Optimizing RNA Extraction from EDTA Blood

For RNA extraction from original Paxgene tubes, samples were thawed on ice for at least 2 h and PAXgene Blood RNA Kit (PreAnalytix, Hombrechtikon, Switzerland) was used to extract blood RNA according to the manufacturer’s manual. This method is referred to as Paxgene Control or PP. For EDTA tubes, we had two strategies to optimise the RNA quantity and quality. The first was to replicate and optimise a reference protocol based on transferring EDTA blood to PAXgene tubes before extraction.
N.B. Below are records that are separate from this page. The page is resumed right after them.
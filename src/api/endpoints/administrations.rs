//! Administration Ledger endpoints.

use axum::extract::rejection::{JsonRejection, QueryRejection};
use axum::extract::{Query, State};
use axum::http::StatusCode;
use axum::Json;
use chrono::NaiveDateTime;
use serde::Deserialize;
use uuid::Uuid;

use crate::administration::RecordedAdministration;
use crate::api::error::ApiError;
use crate::api::types::ApiContext;
use crate::archive::AdministrationArchiveEntry;
use crate::db::now_timestamp;
use crate::models::enums::{AdministrationAction, Shift};
use crate::models::{AdministrationFilter, NewAdministration};

#[derive(Deserialize)]
pub struct RecordBody {
    pub medication_id: Uuid,
    pub action: AdministrationAction,
    pub shift: Shift,
    pub staff_id: Uuid,
    pub notes: Option<String>,
    /// Defaults to the time the request is handled.
    pub administered_at: Option<NaiveDateTime>,
}

/// `POST /api/administrations`
pub async fn record(
    State(ctx): State<ApiContext>,
    body: Result<Json<RecordBody>, JsonRejection>,
) -> Result<(StatusCode, Json<RecordedAdministration>), ApiError> {
    let Json(body) = body?;
    let input = NewAdministration {
        medication_id: body.medication_id,
        action: body.action,
        shift: body.shift,
        staff_id: body.staff_id,
        notes: body.notes,
        administered_at: body.administered_at.unwrap_or_else(now_timestamp),
    };
    let recorded = ctx.run(move |state| state.record_administration(&input)).await?;
    Ok((StatusCode::CREATED, Json(recorded)))
}

/// `GET /api/administrations`: archive view.
pub async fn list(
    State(ctx): State<ApiContext>,
    filter: Result<Query<AdministrationFilter>, QueryRejection>,
) -> Result<Json<Vec<AdministrationArchiveEntry>>, ApiError> {
    let Query(filter) = filter?;
    Ok(Json(ctx.run(move |state| state.list_administrations(&filter)).await?))
}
Several conditions were then tested including (1) Different extraction kits: PAXgene Blood RNA Kit (PreAnalytix, Hombrechtikon, Switzerland) versus MagMAX blood RNA Isolation Kit for PAXgene (Thermofisher Scientific, MA, USA), (2) different post-transfer incubation time: 2 h versus overnight, and (3) same day extraction vs refreezing the samples for later extraction. The second strategy was to optimise the Nucleospin blood RNA extraction kit (Macherey–Nagel, Westfalen, Germany), which was primarily meant to be used for fresh blood but has been shown to produce a much higher yield of RNA compared to other protocols using frozen blood^{15 (link),16 (link)}.